I would appreciate any tips on how to go about this. Note that I am a beginner at C++ so any tips on improving my programming skills is also appreciated.
#include <iostream>
#include <vector>
using namespace std;
unsigned int factorial(unsigned int n);
unsigned int binomial(unsigned int bin, unsigned int cho);
double probab(int numOfPeople, vector<double> probs, int p, int num);
int main() {
char correctness;
int numOfPeople = 0;
cout << "Enter the # of people: ";
cin >> numOfPeople;
vector<double> probs(numOfPeople); // Create a vector of size numOfPeople;
for (int i = 1; i < numOfPeople+1; i++) {
cout << "Enter the probability of person "<< i << " will accept change: ";
cin >> probs[i-1];
}
cout << "You have entered the following probabilities of accepting change: (";
for (int i = 1; i < numOfPeople+1; i++) {
cout << probs[i-1];
if (i == numOfPeople) {
cout << ")";
}
else {
cout << ",";
}
}
cout << endl;
cout << "Is this correct? (Enter y for yes, n for no): ";
cin >> correctness;
if (correctness == 'n') {
return 0;
}
return 0;
}
unsigned int factorial(unsigned int n){ // Factorial function
unsigned int ret = 1;
for(unsigned int i = 1; i <= n; ++i) {
ret *= i;
}
return ret;
}
unsigned int binomial(unsigned int totl, unsigned int choose) { // Binomial function
unsigned int bin = 0;
bin = factorial(totl)/(factorial(choose)*factorial(totl-choose));
return bin;
}
double probab(int numOfPeople, vector<double> probs, int p, int num) { // Probability function
double prob = 0;
for (int i = 1; i < numOfPeople; i++) {
prob += binomial(numOfPeople, i-1)/probs[p]*probs[i-1];
}
return prob;
}
For future reference, for anybody attempting to do this, the probability function will look something like:
double probability (vector<double> &yesprobabilities, unsigned int numOfPeople, unsigned int yesNumber, unsigned int startIndex) {
double kprobability = 0;
// Not enough people!
if (numOfPeople-1 < yesNumber) {
kprobability = 0;
}
// n == k, the only way k people will say yes is if all the remaining people say yes.
else if (numOfPeople-1 == yesNumber) {
kprobability = 1;
for (int i = startIndex; i < numOfPeople-1; ++i) {
kprobability = kprobability * yesprobabilities[i];
}
}
else if (yesprobabilities[startIndex] == 1) {
kprobability += probability(yesprobabilities,numOfPeople-1,yesNumber-1,startIndex+1);
}
else {
// The first person says yes, k - 1 of the other persons have to say yes.
kprobability += yesprobabilities[startIndex] * probability(yesprobabilities,numOfPeople-1,yesNumber-1,startIndex+1);
// The first person says no, k of the other persons have to say yes.
kprobability += (1 - yesprobabilities[startIndex]) * probability(yesprobabilities,numOfPeople-1,yesNumber,startIndex+1);
}
return probability;
}
Something called a recursive function is used here.

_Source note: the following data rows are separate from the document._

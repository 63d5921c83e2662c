//! Failure classification deciding renewal-and-retry eligibility.

// crates.io
use http::StatusCode;
// self
use crate::{
	_prelude::*,
	http::{RequestDescription, RequestFailure},
};

/// Predicate deciding whether a failed call should trigger credential renewal.
///
/// Classifiers must be pure: no side effects and no coordinator state access.
/// The gate evaluates the predicate once per failure, before the request is
/// admitted to a renewal session.
pub type RefreshClassifier = Arc<dyn Fn(&RequestFailure, &RequestDescription) -> bool + Send + Sync>;

/// Default eligibility policy.
///
/// Returns true iff the failure is an HTTP 401 or a transport-level
/// connectivity failure that produced no status code, and a credential is
/// currently held. Everything else (other statuses, request-construction
/// failures, signed-out clients) propagates to the caller unchanged.
pub fn default_should_refresh(failure: &RequestFailure, credential_held: bool) -> bool {
	if !credential_held {
		return false;
	}

	match failure.status() {
		Some(status) => status == StatusCode::UNAUTHORIZED.as_u16(),
		None => failure.is_connectivity(),
	}
}
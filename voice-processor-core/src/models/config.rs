use std::time::Duration;

use serde::{Deserialize, Serialize};

use super::mode::DEFAULT_AMPLIFICATION_GAIN;

/// Largest capture reservation a config may ask for (128 MiB of i16).
pub const MAX_PREALLOCATE_SAMPLES: usize = 1 << 26;

/// Largest capture cap a config may ask for (4 GiB of i16).
pub const MAX_CAPTURE_SAMPLES: usize = 1 << 31;

/// PCM sample encoding delivered to the processing stage.
#[derive(Debug, Clone, Copy, PartialEq, Eq, Hash, Serialize, Deserialize)]
#[serde(rename_all = "lowercase")]
pub enum SampleFormat {
    /// 16-bit signed integer, interleaved when multi-channel.
    I16,
}

impl SampleFormat {
    pub fn bits_per_sample(&self) -> u16 {
        match self {
            Self::I16 => 16,
        }
    }
}

/// Requested stream configuration for a session.
#[derive(Debug, Clone, PartialEq, Serialize, Deserialize)]
#[serde(default)]
pub struct StreamConfig {
    /// Requested sample rate in Hz (default: 16000). The device may coerce it.
    pub sample_rate: u32,

    /// Requested frames per hardware callback (default: 48).
    pub frames_per_callback: u32,

    /// Interleaved channel count (default: 1). Valid values: 1, 2.
    pub channels: u16,

    pub format: SampleFormat,

    /// Gain used by `start_amplification` (default: 2.0).
    pub amplification_gain: f32,

    /// Seconds of capture storage reserved before the stream starts (default: 10).
    pub preallocate_secs: f64,

    /// Stop appending after this many seconds of audio (None = unlimited).
    pub max_duration_secs: Option<f64>,
}

impl StreamConfig {
    pub fn new(sample_rate: u32, frames_per_callback: u32) -> Self {
        Self {
            sample_rate,
            frames_per_callback,
            ..Self::default()
        }
    }

    pub fn with_channels(mut self, channels: u16) -> Self {
        self.channels = channels;
        self
    }

    pub fn with_max_duration(mut self, secs: f64) -> Self {
        self.max_duration_secs = Some(secs);
        self
    }

    pub fn validate(&self) -> Result<(), String> {
        if self.sample_rate == 0 {
            return Err("sample rate must be positive".into());
        }
        if self.frames_per_callback == 0 {
            return Err("frames per callback must be positive".into());
        }
        if ![1, 2].contains(&self.channels) {
            return Err(format!("unsupported channel count: {}", self.channels));
        }
        if !self.amplification_gain.is_finite() || self.amplification_gain <= 0.0 {
            return Err(format!("invalid amplification gain: {}", self.amplification_gain));
        }
        if !self.preallocate_secs.is_finite() || self.preallocate_secs < 0.0 {
            return Err(format!("invalid preallocation: {}s", self.preallocate_secs));
        }
        if self.samples_at_request(self.preallocate_secs) > MAX_PREALLOCATE_SAMPLES as f64 {
            return Err(format!("preallocation too large: {}s", self.preallocate_secs));
        }
        if let Some(max) = self.max_duration_secs {
            if !max.is_finite() || max < 0.0 {
                return Err(format!("invalid max duration: {}s", max));
            }
            if self.samples_at_request(max) > MAX_CAPTURE_SAMPLES as f64 {
                return Err(format!("max duration too large: {}s", max));
            }
        }
        Ok(())
    }

    fn samples_at_request(&self, secs: f64) -> f64 {
        secs * self.sample_rate as f64 * self.channels as f64
    }

    /// Parse a config from JSON; missing fields take their defaults.
    pub fn from_json(json: &str) -> Result<Self, String> {
        let config: Self =
            serde_json::from_str(json).map_err(|e| format!("failed to parse stream config: {}", e))?;
        config.validate()?;
        Ok(config)
    }
}

impl Default for StreamConfig {
    fn default() -> Self {
        Self {
            sample_rate: 16000,
            frames_per_callback: 48,
            channels: 1,
            format: SampleFormat::I16,
            amplification_gain: DEFAULT_AMPLIFICATION_GAIN,
            preallocate_secs: 10.0,
            max_duration_secs: None,
        }
    }
}

/// Configuration the device actually opened with.
///
/// Authoritative for everything downstream of `init`: duration math,
/// export headers, buffer sizing.
#[derive(Debug, Clone, PartialEq, Serialize, Deserialize)]
pub struct ActualConfig {
    pub sample_rate: u32,
    pub frames_per_callback: u32,
    pub channels: u16,
    pub format: SampleFormat,
    pub requested: StreamConfig,
}

impl ActualConfig {
    /// Actual config identical to the request.
    pub fn exact(requested: &StreamConfig) -> Self {
        Self {
            sample_rate: requested.sample_rate,
            frames_per_callback: requested.frames_per_callback,
            channels: requested.channels,
            format: requested.format,
            requested: requested.clone(),
        }
    }

    /// Whether negotiation changed the requested rate or buffer size.
    pub fn was_coerced(&self) -> bool {
        self.sample_rate != self.requested.sample_rate
            || self.frames_per_callback != self.requested.frames_per_callback
    }

    /// Interleaved samples per callback block.
    pub fn samples_per_callback(&self) -> usize {
        self.frames_per_callback as usize * self.channels as usize
    }

    /// Time between successive callbacks.
    pub fn callback_period(&self) -> Duration {
        Duration::from_secs_f64(self.frames_per_callback as f64 / self.sample_rate as f64)
    }

    /// Interleaved samples covering `secs` seconds at the actual rate.
    pub fn samples_for(&self, secs: f64) -> usize {
        sample_count(secs, self.sample_rate, self.channels)
    }
}

/// Configuration an output device opened with. Render blocks are mono.
#[derive(Debug, Clone, Copy, PartialEq, Eq, Serialize, Deserialize)]
pub struct OutputConfig {
    pub sample_rate: u32,
    /// Channels on the device side; the mono render block is spread across them.
    pub device_channels: u16,
}

impl OutputConfig {
    pub fn samples_for(&self, secs: f64) -> usize {
        sample_count(secs, self.sample_rate, 1)
    }
}

/// Interleaved samples covering `secs` seconds. Saturates instead of overflowing.
pub fn sample_count(secs: f64, sample_rate: u32, channels: u16) -> usize {
    // Float-to-int casts saturate and map NaN to zero.
    ((secs * sample_rate as f64) as usize).saturating_mul(channels as usize)
}
//! # voice-processor-cpal
//!
//! Host audio backend for voice-processor, built on cpal.
//!
//! Provides:
//! - `CpalInputDevice`: an `AudioDevice` over a host input stream
//! - `CpalOutputDevice`: an `OutputDevice` that plays the reference signal
//! - `DeviceEnumerator`: device listing with supported sample rates
//!
//! ## Usage
//! ```ignore
//! use voice_processor_cpal::{CpalInputDevice, CpalOutputDevice};
//! use voice_processor_core::SessionController;
//!
//! let mut session = SessionController::new(CpalInputDevice::default_device());
//! session.set_reference_tone(CpalOutputDevice::default_device(), 1500.0)?;
//! session.init(16000, 48)?;
//! session.start_amplification()?;
//! // ...
//! session.stop_audio()?;
//! let samples = session.recorded_data()?;
//! let stereo = session.recording()?.to_stereo_wav_bytes();
//! ```

pub mod cpal_input;
pub mod cpal_output;
pub mod device_enumerator;
pub mod stream_format;
mod stream_thread;

pub use cpal_input::CpalInputDevice;
pub use cpal_output::CpalOutputDevice;
pub use device_enumerator::DeviceEnumerator;
//! Host-free audio device.
//!
//! Negotiates like real hardware (nearest supported rate, clamped buffer
//! size) but delivers blocks either on demand through a
//! [`VirtualDeviceHandle`] or from a clock thread fed by a [`SignalSource`].

use std::sync::atomic::{AtomicBool, Ordering};
use std::sync::Arc;
use std::thread;
use std::time::{Duration, Instant};

use parking_lot::Mutex;

use crate::models::config::{ActualConfig, StreamConfig};
use crate::models::device::{DeviceInfo, DeviceKind};
use crate::models::error::EngineError;
use crate::processing::tone::SignalSource;
use crate::traits::audio_device::{AudioDevice, StreamCallbacks, StreamEvent};

const DEFAULT_MIN_FRAMES: u32 = 16;
const DEFAULT_MAX_FRAMES: u32 = 8192;

/// State shared with handles and the clock thread.
struct Shared {
    // Held for the whole delivery, which keeps callbacks strictly sequential.
    callbacks: Mutex<Option<StreamCallbacks>>,
    scratch: Mutex<Vec<i16>>,
    running: AtomicBool,
    actual: Mutex<Option<ActualConfig>>,
}

impl Shared {
    fn deliver(&self, fill: impl FnOnce(&mut Vec<i16>)) -> bool {
        if !self.running.load(Ordering::SeqCst) {
            return false;
        }
        let callbacks = self.callbacks.lock();
        let Some(ref callbacks) = *callbacks else {
            return false;
        };
        let mut scratch = self.scratch.lock();
        fill(&mut *scratch);
        (callbacks.on_block)(&mut scratch[..]);
        true
    }

    fn report(&self, event: StreamEvent) -> bool {
        let callbacks = self.callbacks.lock();
        match *callbacks {
            Some(ref callbacks) => {
                (callbacks.on_event)(event);
                true
            }
            None => false,
        }
    }
}

/// Simulated input device.
pub struct VirtualDevice {
    name: String,
    supported_rates: Vec<u32>,
    frame_range: (u32, u32),
    available: bool,
    shared: Arc<Shared>,
    source: Option<Arc<Mutex<Box<dyn SignalSource>>>>,
    clock_handle: Option<thread::JoinHandle<()>>,
}

impl VirtualDevice {
    /// A device that accepts any sample rate.
    pub fn new() -> Self {
        Self {
            name: "Virtual Input".into(),
            supported_rates: Vec::new(),
            frame_range: (DEFAULT_MIN_FRAMES, DEFAULT_MAX_FRAMES),
            available: true,
            shared: Arc::new(Shared {
                callbacks: Mutex::new(None),
                scratch: Mutex::new(Vec::new()),
                running: AtomicBool::new(false),
                actual: Mutex::new(None),
            }),
            source: None,
            clock_handle: None,
        }
    }

    pub fn with_name(mut self, name: impl Into<String>) -> Self {
        self.name = name.into();
        self
    }

    /// Restrict native rates; other requests fall back to the nearest one.
    pub fn with_supported_rates(mut self, rates: impl Into<Vec<u32>>) -> Self {
        self.supported_rates = rates.into();
        self
    }

    /// Clamp callback sizes to `min..=max` frames.
    pub fn with_frame_range(mut self, min: u32, max: u32) -> Self {
        self.frame_range = (min.max(1), max.max(min.max(1)));
        self
    }

    /// Simulate a missing device: `open` fails.
    pub fn unavailable(mut self) -> Self {
        self.available = false;
        self
    }

    /// Drive callbacks from a clock thread, one block per callback period.
    pub fn with_source(mut self, source: impl SignalSource + 'static) -> Self {
        let source: Box<dyn SignalSource> = Box::new(source);
        self.source = Some(Arc::new(Mutex::new(source)));
        self
    }

    /// Handle for feeding blocks and injecting events from a test or host.
    pub fn handle(&self) -> VirtualDeviceHandle {
        VirtualDeviceHandle {
            shared: Arc::clone(&self.shared),
        }
    }

    fn negotiate(&self, requested: &StreamConfig) -> ActualConfig {
        let sample_rate = if self.supported_rates.is_empty() || self.supported_rates.contains(&requested.sample_rate) {
            requested.sample_rate
        } else {
            self.supported_rates
                .iter()
                .copied()
                .min_by_key(|rate| rate.abs_diff(requested.sample_rate))
                .unwrap_or(requested.sample_rate)
        };
        let (min, max) = self.frame_range;

        ActualConfig {
            sample_rate,
            frames_per_callback: requested.frames_per_callback.clamp(min, max),
            channels: requested.channels,
            format: requested.format,
            requested: requested.clone(),
        }
    }

    fn spawn_clock(&mut self, actual: &ActualConfig) -> Result<(), EngineError> {
        let Some(ref source) = self.source else {
            return Ok(());
        };

        let shared = Arc::clone(&self.shared);
        let source = Arc::clone(source);
        let period = actual.callback_period();
        let channels = actual.channels as usize;

        let handle = thread::Builder::new()
            .name("virtual-device-clock".into())
            .spawn(move || {
                let mut next = Instant::now();
                while shared.running.load(Ordering::SeqCst) {
                    let delivered = shared.deliver(|block| source.lock().fill(block, channels));
                    if !delivered {
                        break;
                    }
                    next += period;
                    let now = Instant::now();
                    if next > now {
                        thread::sleep(next - now);
                    } else if now - next > period {
                        // Fell more than a period behind the clock.
                        shared.report(StreamEvent::Overrun);
                        next = now;
                    }
                }
            })
            .map_err(|e| EngineError::StreamFailed(format!("failed to spawn clock thread: {}", e)))?;

        self.clock_handle = Some(handle);
        Ok(())
    }
}

impl Default for VirtualDevice {
    fn default() -> Self {
        Self::new()
    }
}

impl AudioDevice for VirtualDevice {
    fn is_available(&self) -> bool {
        self.available
    }

    fn open(&mut self, requested: &StreamConfig) -> Result<ActualConfig, EngineError> {
        if !self.available {
            return Err(EngineError::DeviceUnavailable(format!("{} is not connected", self.name)));
        }
        self.close();

        let actual = self.negotiate(requested);
        *self.shared.scratch.lock() = vec![0; actual.samples_per_callback()];
        *self.shared.actual.lock() = Some(actual.clone());
        Ok(actual)
    }

    fn start(&mut self, callbacks: StreamCallbacks) -> Result<(), EngineError> {
        let actual = self
            .actual_config()
            .ok_or_else(|| EngineError::StreamFailed("device is not open".into()))?;
        if self.shared.running.load(Ordering::SeqCst) {
            return Err(EngineError::StreamFailed("stream already running".into()));
        }

        *self.shared.callbacks.lock() = Some(callbacks);
        self.shared.running.store(true, Ordering::SeqCst);

        if let Err(e) = self.spawn_clock(&actual) {
            self.shared.running.store(false, Ordering::SeqCst);
            *self.shared.callbacks.lock() = None;
            return Err(e);
        }
        Ok(())
    }

    fn stop(&mut self) -> Result<(), EngineError> {
        self.shared.running.store(false, Ordering::SeqCst);
        if let Some(handle) = self.clock_handle.take() {
            let _ = handle.join();
        }
        // Waits out a delivery that is already in progress.
        *self.shared.callbacks.lock() = None;
        Ok(())
    }

    fn close(&mut self) {
        let _ = self.stop();
        *self.shared.actual.lock() = None;
    }

    fn actual_config(&self) -> Option<ActualConfig> {
        self.shared.actual.lock().clone()
    }

    fn device_info(&self) -> DeviceInfo {
        DeviceInfo {
            id: format!("virtual:{}", self.name),
            name: self.name.clone(),
            kind: DeviceKind::Virtual,
            is_default: false,
            supported_sample_rates: self.supported_rates.clone(),
        }
    }
}

impl Drop for VirtualDevice {
    fn drop(&mut self) {
        self.close();
    }
}

/// Feeds blocks into a running [`VirtualDevice`] as if hardware delivered them.
#[derive(Clone)]
pub struct VirtualDeviceHandle {
    shared: Arc<Shared>,
}

impl VirtualDeviceHandle {
    pub fn is_running(&self) -> bool {
        self.shared.running.load(Ordering::SeqCst)
    }

    pub fn actual_config(&self) -> Option<ActualConfig> {
        self.shared.actual.lock().clone()
    }

    /// Deliver one block. Returns `false` if the stream is not running.
    pub fn feed(&self, block: &[i16]) -> bool {
        self.shared.deliver(|scratch| {
            if scratch.len() != block.len() {
                scratch.resize(block.len(), 0);
            }
            scratch.copy_from_slice(block);
        })
    }

    /// Deliver one callback-sized block of `value`.
    pub fn feed_constant(&self, value: i16) -> bool {
        let Some(actual) = self.actual_config() else {
            return false;
        };
        let samples = actual.samples_per_callback();
        self.shared.deliver(|scratch| {
            scratch.resize(samples, 0);
            scratch.fill(value);
        })
    }

    /// Deliver `count` callback-sized blocks of `value`; returns how many landed.
    pub fn feed_blocks(&self, count: usize, value: i16) -> usize {
        (0..count).take_while(|_| self.feed_constant(value)).count()
    }

    /// Inject a stream event. Returns `false` if no stream is attached.
    pub fn report(&self, event: StreamEvent) -> bool {
        self.shared.report(event)
    }

    /// Simulate hot-unplug: report the loss and stop delivering.
    pub fn disconnect(&self) {
        self.shared.report(StreamEvent::DeviceLost);
        self.shared.running.store(false, Ordering::SeqCst);
    }
}

#[cfg(test)]
mod tests {
    use super::*;
    use crate::processing::tone::ConstantSource;
    use std::sync::atomic::AtomicUsize;

    fn counting_callbacks(count: Arc<AtomicUsize>, events: Arc<AtomicUsize>) -> StreamCallbacks {
        StreamCallbacks {
            on_block: Arc::new(move |block: &mut [i16]| {
                count.fetch_add(block.len(), Ordering::SeqCst);
            }),
            on_event: Arc::new(move |_event: StreamEvent| {
                events.fetch_add(1, Ordering::SeqCst);
            }),
        }
    }

    #[test]
    fn open_uses_requested_rate_when_supported() {
        let mut device = VirtualDevice::new();
        let actual = device.open(&StreamConfig::new(16000, 48)).unwrap();
        assert_eq!(actual.sample_rate, 16000);
        assert_eq!(actual.frames_per_callback, 48);
        assert!(!actual.was_coerced());
    }

    #[test]
    fn open_falls_back_to_nearest_rate_and_clamps_frames() {
        let mut device = VirtualDevice::new()
            .with_supported_rates(vec![44100, 48000])
            .with_frame_range(64, 1024);
        let actual = device.open(&StreamConfig::new(16000, 48)).unwrap();

        assert_eq!(actual.sample_rate, 44100);
        assert_eq!(actual.frames_per_callback, 64);
        assert!(actual.was_coerced());
        assert_eq!(device.actual_config(), Some(actual));
    }

    #[test]
    fn unavailable_device_fails_to_open() {
        let mut device = VirtualDevice::new().unavailable();
        let err = device.open(&StreamConfig::default()).unwrap_err();
        assert!(matches!(err, EngineError::DeviceUnavailable(_)));
    }

    #[test]
    fn start_requires_open() {
        let mut device = VirtualDevice::new();
        let count = Arc::new(AtomicUsize::new(0));
        let events = Arc::new(AtomicUsize::new(0));
        assert!(device.start(counting_callbacks(count, events)).is_err());
    }

    #[test]
    fn handle_feeds_only_while_running() {
        let mut device = VirtualDevice::new();
        let handle = device.handle();
        device.open(&StreamConfig::new(16000, 48)).unwrap();

        assert!(!handle.feed_constant(1));

        let count = Arc::new(AtomicUsize::new(0));
        let events = Arc::new(AtomicUsize::new(0));
        device
            .start(counting_callbacks(Arc::clone(&count), Arc::clone(&events)))
            .unwrap();

        assert_eq!(handle.feed_blocks(10, 1), 10);
        assert!(handle.feed(&[1, 2, 3]));
        assert!(handle.report(StreamEvent::Overrun));
        assert_eq!(count.load(Ordering::SeqCst), 483);
        assert_eq!(events.load(Ordering::SeqCst), 1);

        device.stop().unwrap();
        assert!(!handle.feed_constant(1));
        assert!(!handle.report(StreamEvent::Overrun));
    }

    #[test]
    fn second_start_is_rejected() {
        let mut device = VirtualDevice::new();
        device.open(&StreamConfig::default()).unwrap();
        let count = Arc::new(AtomicUsize::new(0));
        let events = Arc::new(AtomicUsize::new(0));
        device
            .start(counting_callbacks(Arc::clone(&count), Arc::clone(&events)))
            .unwrap();
        assert!(device.start(counting_callbacks(count, events)).is_err());
    }

    #[test]
    fn clocked_source_delivers_until_stopped() {
        let mut device = VirtualDevice::new().with_source(ConstantSource(5));
        device.open(&StreamConfig::new(48000, 480)).unwrap();

        let count = Arc::new(AtomicUsize::new(0));
        let events = Arc::new(AtomicUsize::new(0));
        device
            .start(counting_callbacks(Arc::clone(&count), events))
            .unwrap();
        thread::sleep(Duration::from_millis(50));
        device.stop().unwrap();

        let delivered = count.load(Ordering::SeqCst);
        assert!(delivered > 0);
        assert_eq!(delivered % 480, 0);

        thread::sleep(Duration::from_millis(20));
        assert_eq!(count.load(Ordering::SeqCst), delivered);
    }

    #[test]
    fn disconnect_reports_device_lost() {
        let mut device = VirtualDevice::new();
        let handle = device.handle();
        device.open(&StreamConfig::default()).unwrap();
        let count = Arc::new(AtomicUsize::new(0));
        let events = Arc::new(AtomicUsize::new(0));
        device
            .start(counting_callbacks(Arc::clone(&count), Arc::clone(&events)))
            .unwrap();

        handle.disconnect();
        assert_eq!(events.load(Ordering::SeqCst), 1);
        assert!(!handle.is_running());
        assert!(!handle.feed_constant(1));
    }
}
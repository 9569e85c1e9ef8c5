//! cpal output stream for the reference signal.
//!
//! The session renders mono blocks; each frame is written to every device
//! channel in the host's native sample format. Like the input, the stream
//! lives on its own thread.

use std::sync::Arc;

use cpal::traits::DeviceTrait;
use cpal::{BufferSize, SampleFormat as HostFormat, SampleRate, SizedSample, StreamError};

use voice_processor_core::models::config::OutputConfig;
use voice_processor_core::models::device::{DeviceInfo, DeviceKind};
use voice_processor_core::models::error::EngineError;
use voice_processor_core::traits::audio_device::{EventCallback, StreamEvent};
use voice_processor_core::traits::output_device::{OutputDevice, RenderCallback};

use crate::device_enumerator::{describe, supported_output_rates, DeviceEnumerator};
use crate::stream_format::{self, pick_range, RangeCandidate};
use crate::stream_thread::StreamThread;

#[derive(Debug, Clone)]
struct NegotiatedOutput {
    stream_config: cpal::StreamConfig,
    host_format: HostFormat,
    config: OutputConfig,
}

/// Host output device driven through cpal.
pub struct CpalOutputDevice {
    device_name: Option<String>,
    negotiated: Option<NegotiatedOutput>,
    stream: StreamThread,
}

impl CpalOutputDevice {
    /// Play on the host's default output device.
    pub fn default_device() -> Self {
        Self {
            device_name: None,
            negotiated: None,
            stream: StreamThread::new(),
        }
    }

    /// Play on the output device with this exact name.
    pub fn with_device_name(name: impl Into<String>) -> Self {
        Self {
            device_name: Some(name.into()),
            negotiated: None,
            stream: StreamThread::new(),
        }
    }

    pub fn is_running(&self) -> bool {
        self.stream.is_running()
    }

    fn resolve(device_name: Option<&str>) -> Result<cpal::Device, EngineError> {
        DeviceEnumerator::new().find_output_device(device_name).ok_or_else(|| {
            EngineError::DeviceUnavailable(match device_name {
                Some(name) => format!("output device '{}' not found", name),
                None => "no default output device".to_string(),
            })
        })
    }

    fn negotiate(device: &cpal::Device, sample_rate: u32) -> Result<NegotiatedOutput, EngineError> {
        let ranges: Vec<RangeCandidate> = device
            .supported_output_configs()
            .map_err(|e| EngineError::DeviceUnavailable(format!("failed to query output configs: {}", e)))?
            .map(|range| RangeCandidate::from(&range))
            .collect();

        // Mono is preferred; anything wider gets the signal on every channel.
        let (candidate, sample_rate) = pick_range(&ranges, sample_rate, 1)
            .ok_or_else(|| EngineError::ConfigurationUnsupported("no i16, f32 or u16 output config".into()))?;

        Ok(NegotiatedOutput {
            stream_config: cpal::StreamConfig {
                channels: candidate.channels,
                sample_rate: SampleRate(sample_rate),
                buffer_size: BufferSize::Default,
            },
            host_format: candidate.format,
            config: OutputConfig {
                sample_rate,
                device_channels: candidate.channels,
            },
        })
    }
}

/// Mono render scratch, spread across the device channels on write.
struct FrameSpreader {
    channels: usize,
    mono: Vec<i16>,
}

impl FrameSpreader {
    fn new(device_channels: u16, capacity: usize) -> Self {
        Self {
            channels: device_channels.max(1) as usize,
            mono: Vec::with_capacity(capacity),
        }
    }

    fn render<T: Copy>(&mut self, data: &mut [T], render: &RenderCallback, convert: fn(i16) -> T) {
        self.mono.clear();
        self.mono.resize(data.len() / self.channels, 0);
        render(&mut self.mono[..]);
        for (frame, &sample) in data.chunks_mut(self.channels).zip(&self.mono) {
            frame.fill(convert(sample));
        }
    }
}

fn render_handler<T>(
    negotiated: &NegotiatedOutput,
    convert: fn(i16) -> T,
    render: RenderCallback,
) -> impl FnMut(&mut [T], &cpal::OutputCallbackInfo) + Send + 'static
where
    T: Copy + 'static,
{
    // About 100 ms of frames, so typical periods never grow the buffer.
    let capacity = (negotiated.config.sample_rate / 10) as usize;
    let mut spreader = FrameSpreader::new(negotiated.config.device_channels, capacity);
    move |data: &mut [T], _info: &cpal::OutputCallbackInfo| spreader.render(data, &render, convert)
}

fn build_typed<T>(
    device: &cpal::Device,
    negotiated: &NegotiatedOutput,
    convert: fn(i16) -> T,
    render: RenderCallback,
    on_event: EventCallback,
) -> Result<cpal::Stream, cpal::BuildStreamError>
where
    T: SizedSample + Copy + 'static,
{
    let on_error = move |err: StreamError| match err {
        StreamError::DeviceNotAvailable => on_event(StreamEvent::DeviceLost),
        other => on_event(StreamEvent::Error(other.to_string())),
    };
    let handler = render_handler(negotiated, convert, render);
    device.build_output_stream(&negotiated.stream_config, handler, on_error, None)
}

fn build_stream(
    device: &cpal::Device,
    negotiated: &NegotiatedOutput,
    render: RenderCallback,
    on_event: EventCallback,
) -> Result<cpal::Stream, EngineError> {
    let stream = match negotiated.host_format {
        HostFormat::I16 => build_typed::<i16>(device, negotiated, |s| s, render, on_event),
        HostFormat::F32 => build_typed::<f32>(device, negotiated, stream_format::i16_to_f32, render, on_event),
        HostFormat::U16 => build_typed::<u16>(device, negotiated, stream_format::i16_to_u16, render, on_event),
        other => {
            return Err(EngineError::ConfigurationUnsupported(format!(
                "unsupported host sample format {:?}",
                other
            )))
        }
    };

    stream.map_err(|e| EngineError::StreamFailed(format!("failed to build output stream: {}", e)))
}

impl OutputDevice for CpalOutputDevice {
    fn is_available(&self) -> bool {
        Self::resolve(self.device_name.as_deref()).is_ok()
    }

    fn open(&mut self, sample_rate: u32) -> Result<OutputConfig, EngineError> {
        self.close();
        let device = Self::resolve(self.device_name.as_deref())?;
        let negotiated = Self::negotiate(&device, sample_rate)?;
        log::info!(
            "Opened output '{}' at {} Hz, {} ch ({:?})",
            device.name().unwrap_or_default(),
            negotiated.config.sample_rate,
            negotiated.config.device_channels,
            negotiated.host_format
        );
        let config = negotiated.config;
        self.negotiated = Some(negotiated);
        Ok(config)
    }

    fn start(&mut self, render: RenderCallback, on_event: EventCallback) -> Result<(), EngineError> {
        let negotiated = self
            .negotiated
            .clone()
            .ok_or_else(|| EngineError::StreamFailed("output not open".into()))?;

        let device_name = self.device_name.clone();
        self.stream.start("cpal-output-stream", move || {
            let device = Self::resolve(device_name.as_deref())?;
            build_stream(&device, &negotiated, render, on_event)
        })
    }

    fn stop(&mut self) -> Result<(), EngineError> {
        self.stream.stop()
    }

    fn close(&mut self) {
        if let Err(e) = self.stop() {
            log::warn!("Output stream stop on close failed: {}", e);
        }
        self.negotiated = None;
    }

    fn output_config(&self) -> Option<OutputConfig> {
        self.negotiated.as_ref().map(|n| n.config)
    }

    fn device_info(&self) -> DeviceInfo {
        let enumerator = DeviceEnumerator::new();
        let default_name = enumerator.default_output_device_name();
        match enumerator.find_output_device(self.device_name.as_deref()) {
            Some(device) => {
                let name = device.name().unwrap_or_else(|_| "Unknown".to_string());
                let is_default = default_name.as_deref() == Some(name.as_str());
                describe(&name, is_default, supported_output_rates(&device))
            }
            None => DeviceInfo {
                id: "cpal:unavailable".into(),
                name: self.device_name.clone().unwrap_or_else(|| "Default Output".into()),
                kind: DeviceKind::Hardware,
                is_default: self.device_name.is_none(),
                supported_sample_rates: Vec::new(),
            },
        }
    }
}

impl Drop for CpalOutputDevice {
    fn drop(&mut self) {
        self.close();
    }
}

This is completely new to me and very illuminating. I credit this to Calle from Math stack exchange. I modified his version slightly to take vectors instead of arrays with some help.
Related
I am trying to use pointers whenever possible in the following code and am having difficulty figuring out how, exactly, to institute the pointers and how to return a pointer value at the end of my first function. I have done some research on the subject but none of the methods I found have been helpful so far, so I was hoping you may have some specialized tips.
Note: I am a beginner.
#include <iostream>
using namespace std;
int mode(int *pies[], int size) {
int count = 1;
int max = 0;
int *mode=pies[0];
for (int i=0; i<size-1; i++)
{
if (pies[i] == pies[i+1])
{
count++;
if (count>max)
{
max = count;
mode = pies[i];
}
}
else
count = 1;
}
return *mode;
}
int main() {
int n;
cout<<"Input the number of people: "<<endl;
cin>>n;
int survey[n];
cout << "Enter the amount of pie eaten by each person:" << endl;
for(int i = 0; i < n; i++) {
cout <<"Person "<<(i + 1)<< ": "<<endl;
cin>>survey[i];
}
cout<<"Mode: "<<mode(survey, n)<< endl;
return 0;
}
Here is an attempt to answer.
In your main(), you call the mode() function with mode(survey, n) while int survey[n]; is an array of int, so you may use int mode(int *pies, int size) instead of int mode(int *pies[], int size) (as the array int survey[n] can be implicitly converted into pointer).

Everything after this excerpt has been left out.